News Release: NREL Leads Effort to Get Traffic Moving in Right Direction
The Energy Department's National Renewable Energy Laboratory (NREL) will serve as the lead organization in developing a tool travelers and transportation officials can use in helping guide people through a city in the most energy-efficient way possible.
"Using real-time traffic and GPS data, along with simulations that take into account demographic information and trips via ride-sharing programs, the Connected Traveler project will move beyond existing transportation studies that look at only roads and drivers," NREL Transportation Technology Deployment Manager Alex Schroeder said. "The effort will examine traffic in a major metropolitan area with multi-modal transportation and the necessary real-time and historic data the project requires.
"The idea behind the project is that travelers may be willing and able to adjust how they get somewhere if they have current data and are incentivized to act on that information in a way that also delivers energy savings," Schroeder said
Real-time information delivered via a smartphone would give a traveler options such as changing departure time or route, taking mass transit, carpooling, and even considering an alternate destination. These recommendations will be based on preferences and will provide an experience and level of service comparable to normal travel patterns, but will be optimized to create greater overall traffic efficiency.

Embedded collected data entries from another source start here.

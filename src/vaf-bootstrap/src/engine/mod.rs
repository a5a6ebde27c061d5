use indexmap::IndexMap;
use located_error::prelude::*;
use log::{debug, info, trace};
use rand::SeedableRng;
use rand::rngs::StdRng;
use rayon::prelude::*;

use crate::model::{BootstrapModel, ClusterSampler};
use crate::stats::ClusterStats;
use crate::table::VariantTable;

mod error;
pub use error::EngineError;

mod matrix;
pub use matrix::BootstrapMatrix;

/// Default number of bootstrap iterations.
pub const DEFAULT_NUM_BOOTS: usize = 1000;

/// Reserved sub-stream index for the zero-VAF background resampling.
const ZERO_POOL_STREAM: usize = usize::MAX;

/// User-facing resampling configuration.
/// # Fields
/// - `num_boots`  : number of bootstrap iterations per (sample, cluster) pair.
/// - `model`      : the selected resampling strategy.
/// - `weighted`   : whether estimation and non-parametric resampling are
///                  depth-weighted.
/// - `zero_sample`: optional caller-supplied zero-VAF background values. When
///                  set, it takes full precedence over the detected pool.
/// - `seed`       : base seed for the deterministic RNG sub-streams.
#[derive(Debug, Clone, PartialEq)]
pub struct BootstrapConfig {
    pub num_boots  : usize,
    pub model      : BootstrapModel,
    pub weighted   : bool,
    pub zero_sample: Option<Vec<f64>>,
    pub seed       : u64,
}

impl BootstrapConfig {
    pub fn new(model: BootstrapModel) -> Self {
        Self{num_boots: DEFAULT_NUM_BOOTS, model, weighted: false, zero_sample: None, seed: 0}
    }
}

/// Final artifact of a resampling run: one bootstrap-mean matrix per sample
/// column (caller order), plus the optional zero-VAF background means.
#[derive(Debug, Clone, Default, PartialEq)]
pub struct ResamplingResult {
    matrices  : IndexMap<String, BootstrapMatrix>,
    zero_means: Option<Vec<f64>>,
}

impl ResamplingResult {
    /// Whether the run produced no matrices (no clusters or no sample columns).
    pub fn is_empty(&self) -> bool {
        self.matrices.is_empty()
    }

    pub fn matrices(&self) -> &IndexMap<String, BootstrapMatrix> {
        &self.matrices
    }

    pub fn matrix(&self, sample: &str) -> Option<&BootstrapMatrix> {
        self.matrices.get(sample)
    }

    /// The zero-VAF background bootstrap means, when a non-empty pool existed.
    pub fn zero_means(&self) -> Option<&[f64]> {
        self.zero_means.as_deref()
    }
}

/// Orchestrates the resampling pass over every (sample column × cluster)
/// pair of a validated [`VariantTable`].
///
/// Sample columns are processed in parallel; determinism is preserved by
/// deriving an independent RNG sub-stream per (sample, cluster) pair from
/// the base seed, so results are invariant to worker scheduling.
pub struct ResamplingEngine<'t> {
    table : &'t VariantTable,
    config: BootstrapConfig,
}

impl<'t> ResamplingEngine<'t> {
    /// Validate the configuration against the table before any resampling work.
    ///
    /// # Errors
    /// - `NullBootCount` if `num_boots` is 0.
    /// - `MissingDepths` if weighted mode is requested on a depth-less table.
    pub fn new(table: &'t VariantTable, config: BootstrapConfig) -> Result<Self, EngineError> {
        if config.num_boots == 0 {
            return Err(EngineError::NullBootCount)
        }
        if config.weighted && table.depth_columns().is_none() {
            return Err(EngineError::MissingDepths)
        }
        Ok(Self{table, config})
    }

    /// Run the full resampling pass and assemble the result.
    ///
    /// # Errors
    /// Aborts on the first degenerate cluster or sampler failure. No partial
    /// result is ever returned.
    pub fn run(&self) -> Result<ResamplingResult> {
        // ---- Boundary: zero clusters or zero sample columns => empty result.
        if self.table.is_empty() {
            info!("Nothing to resample: returning an empty result.");
            return Ok(ResamplingResult::default())
        }

        let partition = self.table.cluster_partition();
        info!(
            "Resampling {} cluster(s) across {} sample column(s) under the '{}' model ({} bootstrap iterations).",
            partition.len(), self.table.vaf_columns().len(), self.config.model, self.config.num_boots
        );

        // ---- Main pass: one bootstrap-mean matrix + one zero-pool
        //      contribution per sample column.
        let columns: Vec<(String, BootstrapMatrix, Vec<f64>)> = self.table.vaf_columns().iter()
            .enumerate()
            .collect::<Vec<_>>()
            .into_par_iter()
            .map(|(sample_idx, (sample, vaf_column))| {
                self.resample_sample_column(sample_idx, sample, vaf_column, &partition)
                    .with_loc(|| format!("While resampling sample column '{sample}'"))
            })
            .collect::<Result<_>>()?;

        // ---- Fold the per-column zero-pools into a single snapshot,
        //      in sample-column order.
        let mut result = ResamplingResult::default();
        let mut detected_pool = Vec::new();
        for (sample, matrix, zero_values) in columns {
            detected_pool.extend(zero_values);
            result.matrices.insert(sample, matrix);
        }

        // ---- A caller-supplied override discards the detected pool entirely.
        let pool: &[f64] = match &self.config.zero_sample {
            Some(overriding) => {
                debug!("Using the caller-supplied zero-VAF sample ({} value(s))", overriding.len());
                overriding
            }
            None => &detected_pool,
        };

        // ---- Background distribution: non-parametric resampling of the pool.
        if !pool.is_empty() {
            info!("Resampling the zero-VAF background pool ({} value(s)).", pool.len());
            result.zero_means = Some(self.resample_zero_pool(pool)
                .loc("While resampling the zero-VAF background pool")?);
        }
        Ok(result)
    }

    /// Fill one bootstrap-mean matrix: for every cluster of this sample
    /// column, estimate statistics, feed the zero-cluster detector, then draw
    /// `num_boots` bootstrap means from the selected strategy.
    fn resample_sample_column(
        &self,
        sample_idx: usize,
        sample    : &str,
        vaf_column: &[f64],
        partition : &IndexMap<&str, Vec<usize>>,
    ) -> Result<(String, BootstrapMatrix, Vec<f64>)> {
        let depth_column = match self.config.weighted {
            true  => self.table.depth_column(sample_idx),
            false => None,
        };

        let mut matrix    = BootstrapMatrix::with_capacity(partition.len());
        let mut zero_pool = Vec::new();
        for (cluster_idx, (label, rows)) in partition.iter().enumerate() {
            let vafs  : Vec<f64>         = rows.iter().map(|&row| vaf_column[row]).collect();
            let depths: Option<Vec<u32>> = depth_column.map(|column| rows.iter().map(|&row| column[row]).collect());

            // ---- (1) Estimate cluster statistics.
            let stats = match &depths {
                Some(depths) => ClusterStats::weighted(&vafs, depths),
                None         => ClusterStats::unweighted(&vafs),
            }.with_loc(|| format!("While estimating the statistics of cluster '{label}'"))?;
            trace!("[{sample}][{label}] mean: {:<9.6} sd: {:<9.6}", stats.mean, stats.sd);

            // ---- (2) Feed the zero-cluster detector.
            if median(&vafs) == 0.0 {
                debug!("[{sample}][{label}] zero-median cluster: pooling {} value(s) into the background", vafs.len());
                zero_pool.extend_from_slice(&vafs);
            }

            // ---- (3) Draw `num_boots` bootstrap means into this cluster's column.
            let sampler = self.config.model.sampler(&stats, &vafs, depths.as_deref())
                .with_loc(|| format!("While building the '{}' sampler for cluster '{label}'", self.config.model))?;
            let mut rng = StdRng::seed_from_u64(derive_seed(self.config.seed, sample_idx, cluster_idx));
            let column  = (0..self.config.num_boots)
                .map(|_| sampler.draw_mean(&mut rng, vafs.len()))
                .collect::<Result<Vec<f64>, _>>()
                .with_loc(|| format!("While drawing bootstrap means for cluster '{label}'"))?;
            matrix.push_column((*label).to_string(), column);
        }
        Ok((sample.to_string(), matrix, zero_pool))
    }

    /// Non-parametric, unweighted resampling of the zero-VAF pool, with
    /// `boot_size` = pool size.
    fn resample_zero_pool(&self, pool: &[f64]) -> Result<Vec<f64>, crate::model::ModelError> {
        let sampler = ClusterSampler::non_parametric(pool, None)?;
        let mut rng = StdRng::seed_from_u64(derive_seed(self.config.seed, ZERO_POOL_STREAM, ZERO_POOL_STREAM));
        (0..self.config.num_boots)
            .map(|_| sampler.draw_mean(&mut rng, pool.len()))
            .collect()
    }
}

/// Derive a deterministic per-(sample, cluster) RNG sub-stream seed.
fn derive_seed(base: u64, sample_idx: usize, cluster_idx: usize) -> u64 {
    base ^ (sample_idx as u64).wrapping_add(1).wrapping_mul(0x9E37_79B9_7F4A_7C15)
         ^ (cluster_idx as u64).wrapping_add(1).wrapping_mul(0xC2B2_AE3D_27D4_EB4F)
}

/// Median of an unsorted slice. Even-sized inputs take the midpoint of the
/// two central values.
fn median(values: &[f64]) -> f64 {
    let mut sorted = values.to_vec();
    sorted.sort_by(f64::total_cmp);
    let n = sorted.len();
    match n % 2 {
        0 => (sorted[n / 2 - 1] + sorted[n / 2]) / 2.0,
        _ => sorted[n / 2],
    }
}

#[cfg(test)]
mod tests {
    use super::*;
    use pretty_assertions::assert_eq;

    fn mock_table(clusters: &[&str], columns: &[(&str, &[f64])]) -> VariantTable {
        VariantTable::new(
            clusters.iter().map(ToString::to_string).collect(),
            columns.iter().map(|(name, values)| (name.to_string(), values.to_vec())).collect(),
            None,
        ).expect("valid mock table")
    }

    fn config(model: BootstrapModel) -> BootstrapConfig {
        BootstrapConfig{seed: 87, ..BootstrapConfig::new(model)}
    }

    #[test]
    fn non_parametric_two_cluster_scenario() -> Result<()> {
        let table = mock_table(
            &["A", "A", "A", "B", "B", "B"],
            &[("s1", &[0.10, 0.12, 0.11, 0.50, 0.48, 0.52])],
        );
        let result = ResamplingEngine::new(&table, config(BootstrapModel::NonParametric))?.run()?;

        let matrix = result.matrix("s1").expect("missing 's1' matrix");
        assert_eq!((matrix.num_boots(), matrix.num_clusters()), (1000, 2));
        assert_eq!(matrix.labels(), ["A".to_string(), "B".to_string()]);

        for (label, low, high, center) in [("A", 0.10, 0.12, 0.11), ("B", 0.48, 0.52, 0.50)] {
            let column = matrix.column(label).unwrap();
            assert!(column.iter().all(|mean| (low..=high).contains(mean)));
            let average = column.iter().sum::<f64>() / column.len() as f64;
            assert!((average - center).abs() < 0.01, "column '{label}' average strayed: {average}");
        }
        // No cluster has a zero median.
        assert_eq!(result.zero_means(), None);
        Ok(())
    }

    #[test]
    fn every_cell_is_finite_after_a_successful_run() -> Result<()> {
        let table = mock_table(
            &["A", "A", "A", "B", "B", "B"],
            &[("s1", &[0.10, 0.12, 0.11, 0.50, 0.48, 0.52]), ("s2", &[0.20, 0.22, 0.21, 0.30, 0.28, 0.32])],
        );
        for model in [BootstrapModel::Normal, BootstrapModel::NormalTruncated, BootstrapModel::Binomial, BootstrapModel::NonParametric] {
            let result = ResamplingEngine::new(&table, config(model))?.run()?;
            for (sample, matrix) in result.matrices() {
                assert_eq!((matrix.num_boots(), matrix.num_clusters()), (1000, 2), "[{model}][{sample}]");
                for cluster in 0..matrix.num_clusters() {
                    for boot in 0..matrix.num_boots() {
                        assert!(matrix.get(boot, cluster).unwrap().is_finite(), "[{model}][{sample}]");
                    }
                }
            }
        }
        Ok(())
    }

    #[test]
    fn zero_median_clusters_feed_the_background_pool() -> Result<()> {
        let table = mock_table(
            &["A", "A", "A", "B", "B", "B"],
            &[("s1", &[0.0, 0.0, 0.0, 0.50, 0.48, 0.52])],
        );
        let result = ResamplingEngine::new(&table, config(BootstrapModel::NonParametric))?.run()?;

        // The pool only holds A's values (all 0.0) => every background mean is 0.0.
        let zero_means = result.zero_means().expect("missing zero-VAF background");
        assert_eq!(zero_means.len(), 1000);
        assert!(zero_means.iter().all(|&mean| mean == 0.0));
        Ok(())
    }

    #[test]
    fn zero_sample_override_takes_full_precedence() -> Result<()> {
        let table = mock_table(
            &["A", "A", "A", "B", "B", "B"],
            &[("s1", &[0.0, 0.0, 0.0, 0.50, 0.48, 0.52])],
        );
        let mut cfg = config(BootstrapModel::NonParametric);
        cfg.zero_sample = Some(vec![0.33; 4]);
        let result = ResamplingEngine::new(&table, cfg)?.run()?;

        // Cluster A's detected zeroes must never leak into the background means.
        let zero_means = result.zero_means().expect("missing zero-VAF background");
        assert!(zero_means.iter().all(|&mean| mean == 0.33));
        Ok(())
    }

    #[test]
    fn empty_table_yields_an_empty_result() -> Result<()> {
        let table  = mock_table(&[], &[("s1", &[])]);
        let result = ResamplingEngine::new(&table, config(BootstrapModel::Normal))?.run()?;
        assert!(result.is_empty());
        assert_eq!(result.zero_means(), None);
        Ok(())
    }

    #[test]
    fn equal_seeds_reproduce_equal_results() -> Result<()> {
        let table = mock_table(
            &["A", "A", "A", "B", "B", "B"],
            &[("s1", &[0.10, 0.12, 0.11, 0.50, 0.48, 0.52])],
        );
        let run = |seed: u64| -> Result<ResamplingResult> {
            let cfg = BootstrapConfig{seed, ..BootstrapConfig::new(BootstrapModel::Normal)};
            ResamplingEngine::new(&table, cfg)?.run()
        };
        assert_eq!(run(42)?, run(42)?);
        assert_ne!(run(42)?, run(43)?);
        Ok(())
    }

    #[test]
    fn null_boot_count_is_rejected() {
        let table   = mock_table(&["A", "A"], &[("s1", &[0.1, 0.2])]);
        let mut cfg = config(BootstrapModel::Normal);
        cfg.num_boots = 0;
        let result = ResamplingEngine::new(&table, cfg);
        assert!(matches!(result, Err(EngineError::NullBootCount)));
    }

    #[test]
    fn weighted_mode_requires_depth_columns() {
        let table   = mock_table(&["A", "A"], &[("s1", &[0.1, 0.2])]);
        let mut cfg = config(BootstrapModel::NonParametric);
        cfg.weighted = true;
        let result = ResamplingEngine::new(&table, cfg);
        assert!(matches!(result, Err(EngineError::MissingDepths)));
    }

    #[test]
    fn degenerate_cluster_aborts_the_whole_run() {
        // Cluster A is constant: beta-family shapes are undefined.
        let table = mock_table(
            &["A", "A", "A", "B", "B", "B"],
            &[("s1", &[0.3, 0.3, 0.3, 0.50, 0.48, 0.52])],
        );
        let result = ResamplingEngine::new(&table, config(BootstrapModel::Beta))
            .expect("valid configuration")
            .run();
        assert!(result.is_err());
    }

    #[test]
    fn median_midpoint_rule() {
        assert_eq!(median(&[0.3, 0.1, 0.2]), 0.2);
        assert_eq!(median(&[0.4, 0.1, 0.2, 0.3]), 0.25);
        // A single positive value in the upper half keeps a cluster out of the pool.
        assert_ne!(median(&[0.0, 0.0, 0.1, 0.2]), 0.0);
        assert_eq!(median(&[0.0, 0.0, 0.0, 0.2]), 0.0);
    }
}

NREL will be working with several university and industry partners to tackle this multi-disciplinary challenge. Traffic congestion in 498 U.S. metropolitan areas increased gasoline consumption by 2.9 billion gallons in 2011, according to an analysis by Texas Transportation Institute.

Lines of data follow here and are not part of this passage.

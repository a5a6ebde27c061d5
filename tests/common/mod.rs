#[cfg(test)]
mod fixture;
pub use fixture::Fixture;

use clap::Parser;

/// Parse a whitespace-separated argument string and run the full program on it.
pub fn run_vafboot(args: &str) -> anyhow::Result<parser::Cli> {
    let cli = parser::Cli::parse_from(args.split_whitespace());
    vafboot_rs::run(&cli)?;
    Ok(cli)
}

/// Parse a written bootstrap matrix back into its header + value rows.
pub fn read_matrix(path: &std::path::Path) -> (Vec<String>, Vec<Vec<f64>>) {
    let contents = std::fs::read_to_string(path)
        .unwrap_or_else(|_| panic!("Failed to open test output file: {path:?}"));
    let mut lines = contents.lines();
    let header = lines.next().expect("Empty matrix file")
        .split('\t').map(str::to_string).collect();
    let rows = lines.map(|line| {
        line.split('\t')
            .map(|field| field.parse().expect("Non-numeric matrix field"))
            .collect()
    }).collect();
    (header, rows)
}
use thiserror::Error;

#[derive(Debug, Error)]
pub enum ParserError {
    #[error("Input variant table '{0}' does not exist or is not a regular file")]
    MissingInput(String),

    #[error("--num-boots must be strictly positive")]
    NullBootCount,

    #[error("Found {found} depth column(s) for {expected} VAF column(s). --depth-cols must pair up with --vaf-cols, in the same order")]
    DepthColsMismatch{found: usize, expected: usize},

    #[error("--weighted requires matching --depth-cols")]
    MissingDepthCols,

    #[error("'{0}' already exists. Use --overwrite to replace previous output files")]
    CannotOverwrite(String),
}
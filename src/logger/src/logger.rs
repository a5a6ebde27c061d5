use log::LevelFilter;
use log::Level;
use env_logger::{Builder, Env, fmt::Color};
use std::io::Write;

/// Thin wrapper around `env_logger`, handling verbosity levels and output format.
/// Runtime filtering remains overridable through the `VAFBOOT_LOG` environment variable.
pub struct Logger;

impl Logger {

    pub fn init(verbosity: u8) {
        let log_level = Self::u8_to_loglevel(verbosity);
        let env = Env::default()
            .filter("VAFBOOT_LOG");

        Builder::new().filter_level(log_level)
            .format(|buf, record| {

                let traceback: String;
                let set_intensity: bool;
                if record.level() == LevelFilter::Error {
                    traceback = format!("(@ {}:{}) ", record.file().unwrap_or("unknown"), record.line().unwrap_or(0));
                    set_intensity = true;
                } else {
                    traceback = String::from("");
                    set_intensity = false;
                };

                let mut arg_style = buf.style();
                arg_style.set_intense(set_intensity);

                let mut level_style = buf.style();
                let color = match record.level() {
                    Level::Error => Color::Red,
                    Level::Warn  => Color::Yellow,
                    Level::Info  => Color::Green,
                    Level::Debug => Color::Blue,
                    Level::Trace => Color::Cyan
                };
                level_style.set_color(color).set_bold(true);

                writeln!(
                    buf,
                    "[{} {: <5} {}] {traceback}{}",
                    chrono::Local::now().format("%Y-%m-%dT%H:%M:%S"),
                    level_style.value(record.level()),
                    record.target(),
                    arg_style.value(record.args())
                )
            })
            .parse_env(env)
            .try_init()
            .ok(); // A previously initialized logger is left in place.
    }

    fn u8_to_loglevel(verbosity: u8) -> LevelFilter {
        match verbosity {
            0            => LevelFilter::Error,
            1            => LevelFilter::Warn,
            2            => LevelFilter::Info,
            3            => LevelFilter::Debug,
            4..= u8::MAX => LevelFilter::Trace
        }
    }

    pub fn set_level(verbosity: u8) {
        log::set_max_level(Self::u8_to_loglevel(verbosity));
    }
}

The federal Advanced Research Projects Agency-Energy (ARPA-E) is funding approximately $1.6 million of the Connected Traveler project, which is expected to begin in October. Participating organizations and universities are funding the remainder of the project's expense. NREL will also receive project support from the Colorado Energy Office.
The Connected Traveler project is part of NREL's increased focus on efficient mobility systems that complements the laboratory's expertise in efficient vehicles and low-carbon fuels. This emerging approach to sustainable transportation augments ongoing work by NREL that is aimed at taking a systems approach to the broader network of travelers, services, and environment in order to optimize mobility and significantly reduce related energy consumption.
NREL is the U.S. Department of Energy's primary national laboratory for renewable energy and energy efficiency research and development. NREL is operated for the Energy Department by The Alliance for Sustainable Energy, LLC.